_Information given_.
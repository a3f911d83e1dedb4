//! Per-site configuration
//!
//! A site file is JSON. It is compiled once into a [`SiteSchema`] and shared
//! read-only by the whole run.

use serde::{Deserialize, Serialize};
use std::path::Path;
use url::Url;

use crate::domain::attribute::{Attribute, AttributeConfig};
use crate::error::ConfigError;

/// Site file contents.
#[derive(Debug, Clone, Serialize, Deserialize)]
#[serde(deny_unknown_fields)]
pub struct SiteConfig {
    pub merchant_name: String,
    /// Remote store key; falls back to `merchant_name`.
    #[serde(default)]
    pub merchant_id: Option<String>,
    #[serde(default)]
    pub country: String,
    /// Merchant base urls. The first one resolves relative image paths.
    #[serde(default)]
    pub urls: Vec<String>,
    #[serde(default)]
    pub relative_images: bool,
    #[serde(default)]
    pub category_max_level: Option<usize>,
    /// Overrides the process-wide deletion threshold (percent).
    #[serde(default)]
    pub deletion_threshold: Option<f64>,
    #[serde(default)]
    pub delete_out_of_stock: bool,
    /// Attributes skipped when assembling the secondary-language page.
    #[serde(default)]
    pub secondary_ignore: Vec<String>,
    pub attributes: Vec<AttributeConfig>,
}

/// Compiled site configuration.
#[derive(Debug, Clone)]
pub struct SiteSchema {
    pub merchant_name: String,
    pub merchant_key: String,
    pub country: String,
    pub base_urls: Vec<String>,
    pub relative_images: bool,
    pub category_max_level: Option<usize>,
    pub deletion_threshold: Option<f64>,
    pub delete_out_of_stock: bool,
    pub secondary_ignore: Vec<String>,
    /// Declared order, excluding `url`.
    pub attributes: Vec<Attribute>,
    pub url_attribute: Option<Attribute>,
}

impl SiteSchema {
    pub fn compile(config: SiteConfig) -> Result<Self, ConfigError> {
        let merchant_name = config.merchant_name.trim().to_string();
        if merchant_name.is_empty() {
            return Err(ConfigError::invalid_value("merchant_name", "must not be empty"));
        }

        for base in &config.urls {
            Url::parse(base).map_err(|e| ConfigError::InvalidUrl {
                url: base.clone(),
                reason: e.to_string(),
            })?;
        }
        if config.relative_images && config.urls.is_empty() {
            return Err(ConfigError::invalid_value(
                "urls",
                "relative_images requires at least one base url",
            ));
        }

        if let Some(threshold) = config.deletion_threshold {
            if !(0.0..=100.0).contains(&threshold) {
                return Err(ConfigError::invalid_value(
                    "deletion_threshold",
                    format!("{threshold} is not a percentage"),
                ));
            }
        }

        if config.category_max_level == Some(0) {
            return Err(ConfigError::invalid_value(
                "category_max_level",
                "must be at least 1",
            ));
        }

        let mut attributes = Vec::with_capacity(config.attributes.len());
        let mut url_attribute = None;
        for attr in &config.attributes {
            let compiled = Attribute::compile(attr)?;
            if compiled.name == "url" {
                url_attribute = Some(compiled);
            } else {
                attributes.push(compiled);
            }
        }

        let merchant_key = config
            .merchant_id
            .filter(|id| !id.trim().is_empty())
            .unwrap_or_else(|| merchant_name.clone());

        Ok(Self {
            merchant_name,
            merchant_key,
            country: config.country,
            base_urls: config.urls,
            relative_images: config.relative_images,
            category_max_level: config.category_max_level,
            deletion_threshold: config.deletion_threshold,
            delete_out_of_stock: config.delete_out_of_stock,
            secondary_ignore: config.secondary_ignore,
            attributes,
            url_attribute,
        })
    }

    pub fn from_json_str(raw: &str) -> Result<Self, ConfigError> {
        let config: SiteConfig = serde_json::from_str(raw).map_err(|e| ConfigError::Load {
            source_name: "site config".into(),
            reason: e.to_string(),
        })?;
        Self::compile(config)
    }

    pub fn from_json_file(path: &Path) -> Result<Self, ConfigError> {
        let raw = std::fs::read_to_string(path).map_err(|e| ConfigError::Load {
            source_name: path.display().to_string(),
            reason: e.to_string(),
        })?;
        let config: SiteConfig = serde_json::from_str(&raw).map_err(|e| ConfigError::Load {
            source_name: path.display().to_string(),
            reason: e.to_string(),
        })?;
        Self::compile(config)
    }

    /// `<COUNTRY>-<merchant>` prefix used in alerts.
    pub fn alert_label(&self) -> String {
        format!("{}-{}", self.country.to_uppercase(), self.merchant_name)
    }
}

#[cfg(test)]
mod tests {
    use super::*;

    const SITE: &str = r##"{
        "merchant_name": "acme",
        "country": "eg",
        "urls": ["http://acme.example"],
        "attributes": [
            {"name": "url", "selector": {"css": "link[rel=canonical]::attr(href)"}},
            {"name": "title", "selector": {"css": "h1::text"}, "required": true},
            {"name": "remote_id", "selector": {"css": "#sku::text"}}
        ]
    }"##;

    #[test]
    fn url_attribute_is_split_out() {
        let schema = SiteSchema::from_json_str(SITE).unwrap();
        assert!(schema.url_attribute.is_some());
        let names: Vec<_> = schema.attributes.iter().map(|a| a.name.as_str()).collect();
        assert_eq!(names, vec!["title", "remote_id"]);
        assert_eq!(schema.merchant_key, "acme");
        assert_eq!(schema.alert_label(), "EG-acme");
    }

    #[test]
    fn unknown_fields_are_rejected() {
        let raw = r#"{"merchant_name": "acme", "attributes": [], "color": "red"}"#;
        assert!(matches!(
            SiteSchema::from_json_str(raw),
            Err(ConfigError::Load { .. })
        ));
    }

    #[test]
    fn relative_images_need_a_base_url() {
        let raw = r#"{"merchant_name": "acme", "relative_images": true, "attributes": []}"#;
        assert!(SiteSchema::from_json_str(raw).is_err());
    }

    #[test]
    fn threshold_must_be_a_percentage() {
        let raw = r#"{"merchant_name": "acme", "deletion_threshold": 140, "attributes": []}"#;
        assert!(SiteSchema::from_json_str(raw).is_err());
    }
}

_Work task_. Go through the records and pull out each line that includes the word "least".

_Written solution_.
                "relative_images requires at least one base url",
                "must be at least 1",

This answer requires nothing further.